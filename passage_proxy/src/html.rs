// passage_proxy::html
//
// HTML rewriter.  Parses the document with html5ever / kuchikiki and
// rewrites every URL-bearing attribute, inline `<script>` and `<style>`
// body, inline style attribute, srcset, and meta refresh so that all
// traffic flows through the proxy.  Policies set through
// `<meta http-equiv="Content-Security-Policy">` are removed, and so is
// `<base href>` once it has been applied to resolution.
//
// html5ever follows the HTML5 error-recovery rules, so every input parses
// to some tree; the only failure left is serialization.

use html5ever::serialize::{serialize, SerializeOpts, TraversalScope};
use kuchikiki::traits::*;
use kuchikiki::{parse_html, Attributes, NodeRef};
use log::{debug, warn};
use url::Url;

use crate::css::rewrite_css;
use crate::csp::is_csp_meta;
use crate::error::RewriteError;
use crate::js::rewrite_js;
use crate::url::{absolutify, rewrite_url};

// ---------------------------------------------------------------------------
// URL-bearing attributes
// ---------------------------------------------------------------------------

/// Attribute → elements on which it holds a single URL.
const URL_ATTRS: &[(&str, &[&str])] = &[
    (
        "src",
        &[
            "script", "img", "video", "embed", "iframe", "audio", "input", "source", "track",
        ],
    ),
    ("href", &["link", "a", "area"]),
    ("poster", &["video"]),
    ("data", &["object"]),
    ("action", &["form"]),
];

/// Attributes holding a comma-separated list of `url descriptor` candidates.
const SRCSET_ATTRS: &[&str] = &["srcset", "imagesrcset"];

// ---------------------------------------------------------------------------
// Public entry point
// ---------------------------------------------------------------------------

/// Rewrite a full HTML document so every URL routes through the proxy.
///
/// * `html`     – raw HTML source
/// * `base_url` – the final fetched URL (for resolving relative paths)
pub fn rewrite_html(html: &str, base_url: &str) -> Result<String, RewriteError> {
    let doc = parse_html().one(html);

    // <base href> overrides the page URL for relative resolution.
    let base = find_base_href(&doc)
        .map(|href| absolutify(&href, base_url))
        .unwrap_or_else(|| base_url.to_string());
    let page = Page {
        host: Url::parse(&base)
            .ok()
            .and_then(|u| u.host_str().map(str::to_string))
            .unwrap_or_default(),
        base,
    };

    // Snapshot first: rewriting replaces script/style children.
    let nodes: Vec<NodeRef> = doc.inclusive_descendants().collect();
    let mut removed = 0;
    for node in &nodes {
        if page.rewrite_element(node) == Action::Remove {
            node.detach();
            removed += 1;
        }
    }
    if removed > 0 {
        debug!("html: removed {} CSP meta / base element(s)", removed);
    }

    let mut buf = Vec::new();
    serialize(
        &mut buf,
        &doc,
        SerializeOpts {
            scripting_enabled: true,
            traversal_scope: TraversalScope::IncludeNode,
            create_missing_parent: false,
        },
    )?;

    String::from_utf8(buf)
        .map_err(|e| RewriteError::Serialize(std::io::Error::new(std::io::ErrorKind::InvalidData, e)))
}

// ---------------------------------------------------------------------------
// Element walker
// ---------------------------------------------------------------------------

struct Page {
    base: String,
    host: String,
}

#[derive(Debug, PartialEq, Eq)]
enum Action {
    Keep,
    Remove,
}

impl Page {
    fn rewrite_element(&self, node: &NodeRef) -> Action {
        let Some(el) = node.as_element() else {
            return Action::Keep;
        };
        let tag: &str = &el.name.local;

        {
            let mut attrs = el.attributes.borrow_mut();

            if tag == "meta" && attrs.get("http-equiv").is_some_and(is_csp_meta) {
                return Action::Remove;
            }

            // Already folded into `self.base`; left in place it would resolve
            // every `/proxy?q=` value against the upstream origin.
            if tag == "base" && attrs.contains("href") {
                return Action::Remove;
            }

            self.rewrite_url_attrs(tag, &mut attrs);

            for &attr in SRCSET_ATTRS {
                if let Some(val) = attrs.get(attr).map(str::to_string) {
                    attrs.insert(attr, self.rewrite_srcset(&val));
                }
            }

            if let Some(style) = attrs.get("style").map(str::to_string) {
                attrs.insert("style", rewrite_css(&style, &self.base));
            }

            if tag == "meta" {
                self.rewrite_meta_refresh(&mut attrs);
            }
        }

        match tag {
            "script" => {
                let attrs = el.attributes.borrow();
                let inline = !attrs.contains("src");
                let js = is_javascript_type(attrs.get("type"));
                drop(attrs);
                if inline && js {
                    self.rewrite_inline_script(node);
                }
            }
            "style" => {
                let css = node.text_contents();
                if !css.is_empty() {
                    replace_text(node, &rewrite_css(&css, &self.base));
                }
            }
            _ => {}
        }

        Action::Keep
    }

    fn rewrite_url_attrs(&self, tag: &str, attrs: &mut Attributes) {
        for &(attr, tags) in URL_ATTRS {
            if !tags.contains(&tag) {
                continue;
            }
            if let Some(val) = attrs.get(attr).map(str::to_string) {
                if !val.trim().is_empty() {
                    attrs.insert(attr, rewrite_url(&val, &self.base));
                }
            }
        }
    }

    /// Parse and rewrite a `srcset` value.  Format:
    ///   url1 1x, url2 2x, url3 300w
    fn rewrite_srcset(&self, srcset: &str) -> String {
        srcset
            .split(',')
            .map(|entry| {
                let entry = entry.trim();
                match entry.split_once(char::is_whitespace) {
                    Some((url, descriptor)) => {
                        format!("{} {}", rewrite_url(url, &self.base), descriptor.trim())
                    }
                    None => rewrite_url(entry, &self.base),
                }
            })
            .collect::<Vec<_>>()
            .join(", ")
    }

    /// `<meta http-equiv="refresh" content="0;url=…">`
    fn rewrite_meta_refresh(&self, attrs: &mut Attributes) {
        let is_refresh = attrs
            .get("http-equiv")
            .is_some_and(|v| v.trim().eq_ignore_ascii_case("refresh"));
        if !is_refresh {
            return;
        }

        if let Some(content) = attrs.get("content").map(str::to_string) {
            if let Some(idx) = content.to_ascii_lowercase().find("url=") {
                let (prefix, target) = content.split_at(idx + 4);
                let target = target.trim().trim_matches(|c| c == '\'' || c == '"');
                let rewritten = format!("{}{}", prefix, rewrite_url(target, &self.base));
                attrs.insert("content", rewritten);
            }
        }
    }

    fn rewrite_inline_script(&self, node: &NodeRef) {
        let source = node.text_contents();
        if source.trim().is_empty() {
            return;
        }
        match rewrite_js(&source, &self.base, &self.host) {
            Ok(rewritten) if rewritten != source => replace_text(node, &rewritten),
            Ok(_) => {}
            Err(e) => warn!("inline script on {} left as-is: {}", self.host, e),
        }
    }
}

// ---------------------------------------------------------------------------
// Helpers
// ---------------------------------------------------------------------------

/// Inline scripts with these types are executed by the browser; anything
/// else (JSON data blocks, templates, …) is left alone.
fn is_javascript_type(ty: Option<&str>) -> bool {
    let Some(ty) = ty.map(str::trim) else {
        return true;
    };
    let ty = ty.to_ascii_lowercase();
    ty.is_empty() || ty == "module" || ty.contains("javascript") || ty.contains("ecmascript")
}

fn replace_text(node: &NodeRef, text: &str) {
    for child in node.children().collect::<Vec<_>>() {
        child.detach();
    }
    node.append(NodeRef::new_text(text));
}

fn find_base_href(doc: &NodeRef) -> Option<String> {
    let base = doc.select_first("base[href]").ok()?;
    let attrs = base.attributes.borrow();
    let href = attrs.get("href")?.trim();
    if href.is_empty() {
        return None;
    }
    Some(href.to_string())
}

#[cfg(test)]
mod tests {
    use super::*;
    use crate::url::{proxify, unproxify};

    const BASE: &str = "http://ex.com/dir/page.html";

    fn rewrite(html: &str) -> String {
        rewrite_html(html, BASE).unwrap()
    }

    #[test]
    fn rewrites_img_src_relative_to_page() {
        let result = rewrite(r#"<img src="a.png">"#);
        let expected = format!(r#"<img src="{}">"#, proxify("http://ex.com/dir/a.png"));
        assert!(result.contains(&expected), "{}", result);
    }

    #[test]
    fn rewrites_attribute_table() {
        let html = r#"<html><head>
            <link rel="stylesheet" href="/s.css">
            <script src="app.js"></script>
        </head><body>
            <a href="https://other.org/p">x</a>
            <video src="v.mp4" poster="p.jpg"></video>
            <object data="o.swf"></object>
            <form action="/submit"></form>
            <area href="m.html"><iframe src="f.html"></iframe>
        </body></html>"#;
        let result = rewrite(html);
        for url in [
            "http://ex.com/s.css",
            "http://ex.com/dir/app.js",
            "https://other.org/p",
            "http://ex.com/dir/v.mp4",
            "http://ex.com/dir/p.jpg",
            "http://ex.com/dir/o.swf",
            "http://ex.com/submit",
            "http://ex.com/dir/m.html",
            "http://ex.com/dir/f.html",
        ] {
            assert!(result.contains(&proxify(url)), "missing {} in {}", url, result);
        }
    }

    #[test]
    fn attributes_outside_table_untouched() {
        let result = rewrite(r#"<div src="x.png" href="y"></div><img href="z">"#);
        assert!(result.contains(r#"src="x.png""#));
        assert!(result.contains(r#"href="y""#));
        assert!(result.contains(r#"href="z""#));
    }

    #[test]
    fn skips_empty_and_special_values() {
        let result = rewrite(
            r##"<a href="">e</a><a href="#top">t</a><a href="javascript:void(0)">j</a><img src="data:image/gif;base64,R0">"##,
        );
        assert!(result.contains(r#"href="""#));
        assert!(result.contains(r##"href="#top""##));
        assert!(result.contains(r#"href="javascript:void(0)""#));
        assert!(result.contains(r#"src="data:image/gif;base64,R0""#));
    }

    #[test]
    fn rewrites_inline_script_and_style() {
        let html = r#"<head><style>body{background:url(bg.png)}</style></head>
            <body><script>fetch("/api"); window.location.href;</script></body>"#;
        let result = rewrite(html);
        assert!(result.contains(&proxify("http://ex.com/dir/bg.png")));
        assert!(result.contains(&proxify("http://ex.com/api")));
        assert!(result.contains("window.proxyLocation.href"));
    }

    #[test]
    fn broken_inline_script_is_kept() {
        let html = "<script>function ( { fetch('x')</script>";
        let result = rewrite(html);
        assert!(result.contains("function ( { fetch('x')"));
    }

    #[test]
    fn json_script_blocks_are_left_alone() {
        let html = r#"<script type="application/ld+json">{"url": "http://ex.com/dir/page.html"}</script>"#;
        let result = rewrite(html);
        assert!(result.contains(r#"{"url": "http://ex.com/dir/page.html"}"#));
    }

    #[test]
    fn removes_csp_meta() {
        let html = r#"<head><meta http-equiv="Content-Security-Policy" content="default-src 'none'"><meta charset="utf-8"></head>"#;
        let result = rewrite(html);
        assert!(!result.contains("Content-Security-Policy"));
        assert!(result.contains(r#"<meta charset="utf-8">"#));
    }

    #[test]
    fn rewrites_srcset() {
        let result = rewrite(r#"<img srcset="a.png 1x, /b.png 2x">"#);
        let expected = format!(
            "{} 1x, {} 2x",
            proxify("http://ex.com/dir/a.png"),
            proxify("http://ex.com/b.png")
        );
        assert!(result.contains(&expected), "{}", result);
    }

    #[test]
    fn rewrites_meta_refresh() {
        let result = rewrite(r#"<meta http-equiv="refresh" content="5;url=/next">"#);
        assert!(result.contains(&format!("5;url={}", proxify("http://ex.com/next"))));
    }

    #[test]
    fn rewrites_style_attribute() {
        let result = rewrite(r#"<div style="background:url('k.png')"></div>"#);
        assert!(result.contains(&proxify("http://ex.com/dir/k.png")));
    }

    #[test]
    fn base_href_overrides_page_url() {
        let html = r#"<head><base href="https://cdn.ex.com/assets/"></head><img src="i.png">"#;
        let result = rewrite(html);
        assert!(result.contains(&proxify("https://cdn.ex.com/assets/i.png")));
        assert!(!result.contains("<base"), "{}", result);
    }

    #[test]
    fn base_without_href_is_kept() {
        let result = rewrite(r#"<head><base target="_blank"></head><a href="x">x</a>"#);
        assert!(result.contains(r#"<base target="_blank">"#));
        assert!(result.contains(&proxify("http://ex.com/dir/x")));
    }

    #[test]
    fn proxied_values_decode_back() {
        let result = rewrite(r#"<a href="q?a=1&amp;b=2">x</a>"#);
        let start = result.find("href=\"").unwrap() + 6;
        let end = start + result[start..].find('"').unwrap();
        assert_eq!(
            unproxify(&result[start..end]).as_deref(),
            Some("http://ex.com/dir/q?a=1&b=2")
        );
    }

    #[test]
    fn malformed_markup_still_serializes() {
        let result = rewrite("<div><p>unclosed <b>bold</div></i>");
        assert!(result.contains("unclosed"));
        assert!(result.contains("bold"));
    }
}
==
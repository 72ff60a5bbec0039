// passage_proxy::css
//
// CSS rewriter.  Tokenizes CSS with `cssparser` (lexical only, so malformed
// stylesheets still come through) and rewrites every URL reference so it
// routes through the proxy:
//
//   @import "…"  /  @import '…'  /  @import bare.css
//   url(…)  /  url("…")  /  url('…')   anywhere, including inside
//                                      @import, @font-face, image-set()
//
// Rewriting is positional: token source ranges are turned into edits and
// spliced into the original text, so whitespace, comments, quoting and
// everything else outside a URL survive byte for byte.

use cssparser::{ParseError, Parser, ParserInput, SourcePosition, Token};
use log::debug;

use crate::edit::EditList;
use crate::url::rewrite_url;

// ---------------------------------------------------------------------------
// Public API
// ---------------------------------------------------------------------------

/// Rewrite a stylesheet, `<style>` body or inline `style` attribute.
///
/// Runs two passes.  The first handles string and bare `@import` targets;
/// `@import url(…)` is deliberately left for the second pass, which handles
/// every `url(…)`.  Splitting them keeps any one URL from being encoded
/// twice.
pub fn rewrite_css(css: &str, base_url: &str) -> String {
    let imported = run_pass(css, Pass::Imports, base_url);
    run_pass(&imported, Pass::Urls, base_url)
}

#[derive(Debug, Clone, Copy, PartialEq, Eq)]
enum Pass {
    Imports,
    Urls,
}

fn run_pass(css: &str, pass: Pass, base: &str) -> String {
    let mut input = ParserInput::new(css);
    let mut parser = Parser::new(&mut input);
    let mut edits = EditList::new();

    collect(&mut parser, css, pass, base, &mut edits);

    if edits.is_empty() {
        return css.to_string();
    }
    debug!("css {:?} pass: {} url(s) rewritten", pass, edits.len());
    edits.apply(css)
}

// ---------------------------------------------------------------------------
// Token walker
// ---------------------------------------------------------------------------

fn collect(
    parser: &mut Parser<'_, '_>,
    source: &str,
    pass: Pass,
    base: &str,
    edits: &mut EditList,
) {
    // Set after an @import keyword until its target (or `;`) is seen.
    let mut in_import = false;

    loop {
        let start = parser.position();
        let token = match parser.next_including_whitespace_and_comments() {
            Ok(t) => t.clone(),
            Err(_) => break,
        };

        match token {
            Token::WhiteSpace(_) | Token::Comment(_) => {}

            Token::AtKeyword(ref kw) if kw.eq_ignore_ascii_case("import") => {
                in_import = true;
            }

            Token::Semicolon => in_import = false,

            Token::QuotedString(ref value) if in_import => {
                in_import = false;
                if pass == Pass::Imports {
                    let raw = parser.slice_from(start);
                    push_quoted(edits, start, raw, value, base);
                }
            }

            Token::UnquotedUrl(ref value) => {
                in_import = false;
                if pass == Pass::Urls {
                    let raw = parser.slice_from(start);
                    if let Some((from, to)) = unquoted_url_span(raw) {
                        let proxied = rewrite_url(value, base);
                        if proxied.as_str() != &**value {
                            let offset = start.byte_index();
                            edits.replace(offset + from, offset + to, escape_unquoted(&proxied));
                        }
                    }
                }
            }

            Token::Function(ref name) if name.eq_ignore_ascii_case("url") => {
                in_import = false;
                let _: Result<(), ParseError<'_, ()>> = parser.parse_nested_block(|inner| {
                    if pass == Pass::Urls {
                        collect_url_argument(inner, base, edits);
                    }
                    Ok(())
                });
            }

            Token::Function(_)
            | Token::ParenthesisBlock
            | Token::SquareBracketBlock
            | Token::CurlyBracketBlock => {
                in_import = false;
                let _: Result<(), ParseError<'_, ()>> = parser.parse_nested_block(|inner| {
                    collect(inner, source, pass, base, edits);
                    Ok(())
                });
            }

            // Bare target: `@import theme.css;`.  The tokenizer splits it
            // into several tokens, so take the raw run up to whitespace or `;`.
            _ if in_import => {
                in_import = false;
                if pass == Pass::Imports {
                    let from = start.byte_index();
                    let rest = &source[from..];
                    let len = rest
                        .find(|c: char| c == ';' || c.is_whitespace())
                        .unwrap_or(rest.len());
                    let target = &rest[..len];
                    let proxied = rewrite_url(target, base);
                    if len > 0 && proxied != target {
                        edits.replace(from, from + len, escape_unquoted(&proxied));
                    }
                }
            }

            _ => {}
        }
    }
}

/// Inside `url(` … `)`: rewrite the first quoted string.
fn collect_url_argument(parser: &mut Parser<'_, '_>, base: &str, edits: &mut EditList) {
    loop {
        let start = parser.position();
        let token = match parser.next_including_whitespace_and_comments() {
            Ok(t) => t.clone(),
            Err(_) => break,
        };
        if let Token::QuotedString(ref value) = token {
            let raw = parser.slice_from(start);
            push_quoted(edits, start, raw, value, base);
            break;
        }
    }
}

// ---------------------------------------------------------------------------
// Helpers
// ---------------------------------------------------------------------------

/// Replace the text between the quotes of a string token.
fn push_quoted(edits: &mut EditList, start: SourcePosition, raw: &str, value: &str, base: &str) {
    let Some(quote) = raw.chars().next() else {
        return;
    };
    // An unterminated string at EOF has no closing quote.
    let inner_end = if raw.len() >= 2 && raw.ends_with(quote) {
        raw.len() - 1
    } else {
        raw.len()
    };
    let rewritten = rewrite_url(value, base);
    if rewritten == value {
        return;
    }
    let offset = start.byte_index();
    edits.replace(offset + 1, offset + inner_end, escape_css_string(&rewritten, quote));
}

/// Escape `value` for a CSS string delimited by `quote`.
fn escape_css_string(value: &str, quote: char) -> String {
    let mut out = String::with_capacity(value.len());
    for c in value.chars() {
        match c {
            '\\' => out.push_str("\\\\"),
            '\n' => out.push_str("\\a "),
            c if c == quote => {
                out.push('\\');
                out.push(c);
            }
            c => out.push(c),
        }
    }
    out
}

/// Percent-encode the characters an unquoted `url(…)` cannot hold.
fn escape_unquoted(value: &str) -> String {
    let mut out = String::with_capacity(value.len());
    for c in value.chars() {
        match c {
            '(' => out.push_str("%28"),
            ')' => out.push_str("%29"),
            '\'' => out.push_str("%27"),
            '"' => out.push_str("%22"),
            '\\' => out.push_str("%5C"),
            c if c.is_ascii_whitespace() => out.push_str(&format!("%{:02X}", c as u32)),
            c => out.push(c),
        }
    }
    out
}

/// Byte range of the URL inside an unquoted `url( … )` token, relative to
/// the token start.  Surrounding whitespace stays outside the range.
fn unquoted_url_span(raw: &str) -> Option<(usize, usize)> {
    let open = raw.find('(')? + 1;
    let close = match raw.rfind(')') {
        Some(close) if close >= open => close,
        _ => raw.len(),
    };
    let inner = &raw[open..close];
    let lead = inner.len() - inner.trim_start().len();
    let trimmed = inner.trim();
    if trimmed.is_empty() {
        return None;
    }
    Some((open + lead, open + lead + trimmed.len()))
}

**Work task:** For each line in the records that holds "background", show that line as it stands.

**Written solution:**
        let html = r#"<head><style>body{background:url(bg.png)}</style></head>
        let result = rewrite(r#"<div style="background:url('k.png')"></div>"#);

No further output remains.